Basandosi sugli esperimenti del suo gruppo con i trattamenti al testosterone e di castrazione nei topi, Mogil pensa che le vie del dolore siano determinate dai livelli ormonali. Presuppone che le persone con un livello di testosterone oltre una certa soglia abbiano meccanismi di dolore di tipo maschile, e quelle in cui il testosterone scende al di sotto di quel livello sperimentino il dolore attraverso meccanismi comuni nelle femmine.

Le risposte al dolore sembrano cambiare anche durante la vita, all’incirca nel momento in cui i livelli ormonali aumentano o diminuiscono. Gli studi che guardano solo al sesso biologico hanno scoperto che durante la pubertà le percentuali di disturbi del dolore aumentano più nelle ragazze che nei ragazzi. E via via che le persone invecchiano, e alcune entrano in menopausa, i livelli ormonali cambiano di nuovo e le differenze di sesso nei tassi di dolore cronico cominciano a scomparire.

Anche la gravidanza modifica le risposte al dolore. Il gruppo di Mogil ha riferito nel 2017 che, all’inizio della gravidanza, i topi passano da un meccanismo di sensibilizzazione al dolore tipicamente femminile, indipendente dalla microglia, a uno più associato ai maschi, che coinvolge la microglia.
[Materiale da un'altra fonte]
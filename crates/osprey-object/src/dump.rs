//! Human-readable object dump for debugging.

use std::fmt::Write as _;

use crate::constants::{INVALID_INDEX, PROC_HEADER_SIZE};
use crate::ids::{ActionIdx, CallIdx, FieldIdx, ImplIdx, Section, StringId, SymbolIdx, TemplateIdx, TypeIdx};
use crate::opcode::Opcode;
use crate::reader::Object;
use crate::records::{BoundKind, ParamKind, TypeKind, Variance};

/// Render every section of an object as text.
pub fn dump(object: &Object) -> String {
    let mut out = String::new();
    let h = object.header();

    let _ = writeln!(
        out,
        "osprey object v{}.{}.{} ({} bytes)",
        h.version_major, h.version_minor, h.version_patch, h.total_size
    );

    dump_types(&mut out, object);
    dump_templates(&mut out, object);
    dump_decls(&mut out, object);
    dump_calls(&mut out, object);
    dump_symbols(&mut out, object);

    if let Some(plugin) = object.plugin() {
        let _ = writeln!(out, "\nplugin: {}", object.string(StringId(plugin.location)));
    }

    out
}

fn fmt_ref(raw: u32) -> String {
    if raw == INVALID_INDEX {
        "-".to_string()
    } else {
        raw.to_string()
    }
}

fn dump_types(out: &mut String, object: &Object) {
    let count = object.header().types_count;
    let _ = writeln!(out, "\ntypes ({count})");
    for i in 0..count {
        let Some(t) = object.type_record(TypeIdx(i)) else {
            continue;
        };
        let kind = match TypeKind::from_u8(t.kind) {
            Some(TypeKind::Concrete) => {
                let section = Section::from_u8(t.section)
                    .map(|s| s.name())
                    .unwrap_or("?");
                format!("concrete {section}#{}", t.data0)
            }
            Some(TypeKind::Placeholder) => format!("placeholder tpl#{} ord {}", t.data0, t.data1),
            Some(TypeKind::Union) => format!("union of {}", t.params.count),
            Some(TypeKind::Special) => format!("special tag {}", t.tag),
            None => format!("?kind {}", t.kind),
        };
        let _ = writeln!(out, "  T{i}: {kind} super={}", fmt_ref(t.super_type));
    }
}

fn dump_templates(out: &mut String, object: &Object) {
    let count = object.header().templates_count;
    if count == 0 {
        return;
    }
    let _ = writeln!(out, "\ntemplates ({count})");
    for i in 0..count {
        let Some(t) = object.template(TemplateIdx(i)) else {
            continue;
        };
        let _ = writeln!(out, "  P{i}: {}", object.string(StringId(t.path)));
        for p in t.placeholders.range() {
            let Some(ph) = object.placeholder(p as u32) else {
                continue;
            };
            let variance = match Variance::from_u8(ph.variance) {
                Some(Variance::Invariant) => "",
                Some(Variance::Covariant) => "+",
                Some(Variance::Contravariant) => "-",
                None => "?",
            };
            let bound = match BoundKind::from_u8(ph.bound_kind) {
                Some(BoundKind::Extends) => format!(" extends T{}", ph.bound_type),
                Some(BoundKind::Super) => format!(" super T{}", ph.bound_type),
                _ => String::new(),
            };
            let _ = writeln!(
                out,
                "    {variance}{} = T{}{bound}",
                object.string(StringId(ph.name)),
                ph.ty
            );
        }
    }
}

fn dump_decls(out: &mut String, object: &Object) {
    let sections = [
        Section::Existential,
        Section::Concept,
        Section::Class,
        Section::Struct,
        Section::Instance,
        Section::Enum,
    ];
    for section in sections {
        let count = match section {
            Section::Existential => object.header().existentials_count,
            Section::Concept => object.header().concepts_count,
            Section::Class => object.header().classes_count,
            Section::Struct => object.header().structs_count,
            Section::Instance => object.header().instances_count,
            Section::Enum => object.header().enums_count,
            _ => 0,
        };
        if count == 0 {
            continue;
        }
        let _ = writeln!(out, "\n{}s ({count})", section.name());
        for i in 0..count {
            let Some(d) = object.decl(section, i) else {
                continue;
            };
            let _ = writeln!(
                out,
                "  {i}: {} type=T{} super={} flags={:#x} members={} methods={} impls={} sealed={}",
                object.string(StringId(d.path)),
                d.own_type,
                fmt_ref(d.super_type),
                d.flags,
                d.members.count,
                d.methods.count,
                d.impls.count,
                d.sealed.count,
            );
            for f in object.pool(d.members) {
                if let Some(field) = object.field(FieldIdx(f)) {
                    let _ = writeln!(
                        out,
                        "    field {}: T{}",
                        object.string(StringId(field.path)),
                        field.ty
                    );
                }
            }
            for i in object.pool(d.impls) {
                if let Some(imp) = object.impl_record(ImplIdx(i)) {
                    let _ = writeln!(
                        out,
                        "    impl concept#{} ({} extensions)",
                        imp.concept,
                        imp.extensions.count / 2
                    );
                }
            }
        }
    }
}

fn dump_calls(out: &mut String, object: &Object) {
    let count = object.header().calls_count;
    let _ = writeln!(out, "\ncalls ({count})");
    for i in 0..count {
        let Some(c) = object.call(CallIdx(i)) else {
            continue;
        };
        let _ = writeln!(
            out,
            "  C{i}: {} flags={:#x} ret=T{} code@{}",
            object.string(StringId(c.path)),
            c.flags,
            c.return_type,
            fmt_ref(c.code_offset),
        );
        for p in c.params.range() {
            let Some(param) = object.param(p as u32) else {
                continue;
            };
            let name = if param.name == INVALID_INDEX {
                "..."
            } else {
                object.string(StringId(param.name))
            };
            let kind = match ParamKind::from_u8(param.kind) {
                Some(k) => format!("{k:?}"),
                None => format!("?{}", param.kind),
            };
            let _ = writeln!(out, "    {name}: T{} ({kind})", param.ty);
        }
        if let Some((proc_header, body)) = object.call_code(CallIdx(i)) {
            let _ = writeln!(
                out,
                "    frame: args={} locals={} lexicals={}",
                proc_header.num_args, proc_header.num_locals, proc_header.num_lexicals
            );
            dump_code(out, body);
        }
    }

    let actions = object.header().actions_count;
    if actions > 0 {
        let _ = writeln!(out, "\nactions ({actions})");
        for i in 0..actions {
            if let Some(a) = object.action(ActionIdx(i)) {
                let _ = writeln!(
                    out,
                    "  A{i}: {} concept#{} ret=T{}",
                    object.string(StringId(a.path)),
                    a.concept,
                    a.return_type
                );
            }
        }
    }
}

/// Disassemble one procedure body. Offsets are relative to the body start,
/// matching the encoding of jump targets.
fn dump_code(out: &mut String, body: &[u8]) {
    let mut at = 0usize;
    while at < body.len() {
        let Some(op) = Opcode::from_u8(body[at]) else {
            let _ = writeln!(out, "    {at:04x}: .byte {:#04x}", body[at]);
            at += 1;
            continue;
        };
        let operand_len = op.operand_len();
        if at + 1 + operand_len > body.len() {
            let _ = writeln!(out, "    {at:04x}: {} <truncated>", op.name());
            break;
        }
        match operand_len {
            0 => {
                let _ = writeln!(out, "    {at:04x}: {}", op.name());
            }
            2 => {
                let operand = u16::from_le_bytes([body[at + 1], body[at + 2]]);
                if op.is_jump() {
                    let _ = writeln!(out, "    {at:04x}: {} -> {operand:04x}", op.name());
                } else {
                    let _ = writeln!(out, "    {at:04x}: {} {operand}", op.name());
                }
            }
            _ => {
                let slot = u16::from_le_bytes([body[at + 1], body[at + 2]]);
                let flags = body[at + 3];
                let _ = writeln!(out, "    {at:04x}: {} slot={slot} flags={flags:#04x}", op.name());
            }
        }
        at += 1 + operand_len;
    }
    let _ = writeln!(out, "    size: {} bytes (+{PROC_HEADER_SIZE} header)", body.len());
}

fn dump_symbols(out: &mut String, object: &Object) {
    let count = object.header().symbols_count;
    let _ = writeln!(out, "\nsymbols ({count})");
    for i in 0..count {
        let Some(s) = object.symbol(SymbolIdx(i)) else {
            continue;
        };
        let section = Section::from_u8(s.section as u8)
            .map(|s| s.name())
            .unwrap_or("?");
        let _ = writeln!(
            out,
            "  S{i}: {} -> {section}#{}",
            object.string(StringId(s.path)),
            s.index
        );
    }
}
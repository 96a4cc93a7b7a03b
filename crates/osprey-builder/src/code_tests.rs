use osprey_object::{Opcode, TRAP_INDEX_FOLLOWS, TRAP_SLOT_INDEX_FOLLOWS, TrapTable};

use crate::code::CodeWriter;
use crate::error::BuildError;

fn traps() -> TrapTable {
    TrapTable::from_names(["gc.collect", "io.print"])
}

#[test]
fn straight_line_body() {
    let traps = traps();
    let mut w = CodeWriter::new(&traps, 2);
    w.load_argument(0);
    w.load_argument(1);
    w.write_opcode(Opcode::Return);
    let body = w.finish().unwrap();

    assert_eq!(
        body.bytes(),
        &[
            Opcode::LoadArg as u8, 0, 0,
            Opcode::LoadArg as u8, 1, 0,
            Opcode::Return as u8,
        ]
    );
    assert_eq!(body.num_args(), 2);
    assert_eq!(body.num_locals(), 0);
}

#[test]
fn frame_slot_allocation() {
    let traps = traps();
    let mut w = CodeWriter::new(&traps, 0);
    assert_eq!(w.alloc_local(), 0);
    assert_eq!(w.alloc_local(), 1);
    assert_eq!(w.alloc_lexical(), 0);
    let body = w.finish().unwrap();
    assert_eq!(body.num_locals(), 2);
    assert_eq!(body.num_lexicals(), 1);
}

#[test]
fn forward_jump_patches_to_label_offset() {
    let traps = traps();
    let mut w = CodeWriter::new(&traps, 1);
    w.load_argument(0);
    let site = w.jump_if_zero();
    w.load_receiver();
    let target = w.make_label();
    w.write_opcode(Opcode::Return);
    w.patch(site, target).unwrap();
    let body = w.finish().unwrap();

    // load.arg(3) + jump(3) + load.receiver(1) puts the label at byte 7.
    assert_eq!(target.offset(), 7);
    assert_eq!(body.bytes()[3], Opcode::JumpIfZero as u8);
    assert_eq!(u16::from_le_bytes([body.bytes()[4], body.bytes()[5]]), 7);
}

#[test]
fn backward_jump_is_just_an_earlier_label() {
    let traps = traps();
    let mut w = CodeWriter::new(&traps, 0);
    let top = w.make_label();
    w.load_receiver();
    let site = w.jump();
    w.patch(site, top).unwrap();
    let body = w.finish().unwrap();
    assert_eq!(u16::from_le_bytes([body.bytes()[2], body.bytes()[3]]), 0);
}

#[test]
fn unpatched_jump_fails_finish() {
    let traps = traps();
    let mut w = CodeWriter::new(&traps, 0);
    let _site = w.jump();
    let err = w.finish().unwrap_err();
    assert!(matches!(err, BuildError::UnpatchedJump(0)));
}

#[test]
fn jump_site_from_another_writer_rejected() {
    let traps = traps();
    let mut other = CodeWriter::new(&traps, 0);
    let foreign = other.jump();

    let mut w = CodeWriter::new(&traps, 0);
    let label = w.make_label();
    let err = w.patch(foreign, label).unwrap_err();
    assert!(matches!(err, BuildError::UnknownJumpSite(0)));
}

#[test]
fn double_patch_rejected() {
    let traps = traps();
    let mut w = CodeWriter::new(&traps, 0);
    let site = w.jump();
    let label = w.make_label();
    w.patch(site, label).unwrap();
    let err = w.patch(site, label).unwrap_err();
    assert!(matches!(err, BuildError::AlreadyPatched(0)));
}

#[test]
fn trap_resolves_symbolic_name() {
    let traps = traps();
    let mut w = CodeWriter::new(&traps, 0);
    w.trap("io.print", 0).unwrap();
    let body = w.finish().unwrap();
    assert_eq!(body.bytes()[0], Opcode::Trap as u8);
    assert_eq!(u16::from_le_bytes([body.bytes()[1], body.bytes()[2]]), 1);
    assert_eq!(body.bytes()[3], 0);
}

#[test]
fn unknown_trap_rejected() {
    let traps = traps();
    let mut w = CodeWriter::new(&traps, 0);
    let err = w.trap("fs.unlink", 0).unwrap_err();
    assert!(matches!(err, BuildError::UnknownTrap(name) if name == "fs.unlink"));
}

#[test]
fn trap_index_follows_embeds_marker_slot() {
    let traps = traps();
    let mut w = CodeWriter::new(&traps, 0);
    w.trap_index_follows(0);
    let body = w.finish().unwrap();
    assert_eq!(
        u16::from_le_bytes([body.bytes()[1], body.bytes()[2]]),
        TRAP_SLOT_INDEX_FOLLOWS
    );
    assert_eq!(body.bytes()[3] & TRAP_INDEX_FOLLOWS, TRAP_INDEX_FOLLOWS);
}
//! Instruction opcodes and encodings.
//!
//! Instructions are a one-byte opcode followed by a fixed-width operand
//! (`operand_len`). Jump operands are 16-bit absolute byte offsets within
//! the owning procedure's body; trap operands are a 16-bit slot plus a
//! flags byte.

/// One-byte opcode. Values 0x00-0x0F are plain operations, 0x10-0x1F the
/// jump family.
#[derive(Clone, Copy, Debug, PartialEq, Eq)]
#[repr(u8)]
pub enum Opcode {
    Nop = 0x00,
    Return = 0x01,
    /// Push argument `n` (u16 operand).
    LoadArg = 0x02,
    /// Push the bound receiver.
    LoadReceiver = 0x03,
    /// Invoke a native hook: u16 slot + u8 flags.
    Trap = 0x04,

    Jump = 0x10,
    JumpIfZero = 0x11,
    JumpIfLt = 0x12,
    JumpIfGt = 0x13,
    JumpIfLe = 0x14,
    JumpIfGe = 0x15,
}

impl Opcode {
    pub fn from_u8(value: u8) -> Option<Self> {
        Some(match value {
            0x00 => Self::Nop,
            0x01 => Self::Return,
            0x02 => Self::LoadArg,
            0x03 => Self::LoadReceiver,
            0x04 => Self::Trap,
            0x10 => Self::Jump,
            0x11 => Self::JumpIfZero,
            0x12 => Self::JumpIfLt,
            0x13 => Self::JumpIfGt,
            0x14 => Self::JumpIfLe,
            0x15 => Self::JumpIfGe,
            _ => return None,
        })
    }

    /// Operand width in bytes following the opcode byte.
    pub fn operand_len(self) -> usize {
        match self {
            Self::Nop | Self::Return | Self::LoadReceiver => 0,
            Self::LoadArg => 2,
            Self::Trap => 3,
            Self::Jump
            | Self::JumpIfZero
            | Self::JumpIfLt
            | Self::JumpIfGt
            | Self::JumpIfLe
            | Self::JumpIfGe => 2,
        }
    }

    pub fn is_jump(self) -> bool {
        matches!(
            self,
            Self::Jump
                | Self::JumpIfZero
                | Self::JumpIfLt
                | Self::JumpIfGt
                | Self::JumpIfLe
                | Self::JumpIfGe
        )
    }

    pub fn name(self) -> &'static str {
        match self {
            Self::Nop => "nop",
            Self::Return => "return",
            Self::LoadArg => "load.arg",
            Self::LoadReceiver => "load.receiver",
            Self::Trap => "trap",
            Self::Jump => "jump",
            Self::JumpIfZero => "jump.zero",
            Self::JumpIfLt => "jump.lt",
            Self::JumpIfGt => "jump.gt",
            Self::JumpIfLe => "jump.le",
            Self::JumpIfGe => "jump.ge",
        }
    }
}

/// Trap flag: the embedded slot is the marker below and the real numeric
/// index is supplied as a runtime argument instead.
pub const TRAP_INDEX_FOLLOWS: u8 = 0x01;

/// Marker slot embedded by the `TRAP_INDEX_FOLLOWS` form.
pub const TRAP_SLOT_INDEX_FOLLOWS: u16 = u16::MAX;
Alla fine della gravidanza, le femmine non sembrano provare dolore cronico.

Gli scienziati in cerca di queste differenze sessuali non sono più pochi. “Si stanno scoprendo cose un po’ ovunque”, dice Mogil. “A questo punto, penso che sappiamo meno di metà di tutta la faccenda.”

(L’originale di questo articolo è stato pubblicato su “Nature” il 27 marzo 2019. Traduzione ed editing a cura di Le Scienze. Riproduzione autorizzata, tutti i diritti riservati.)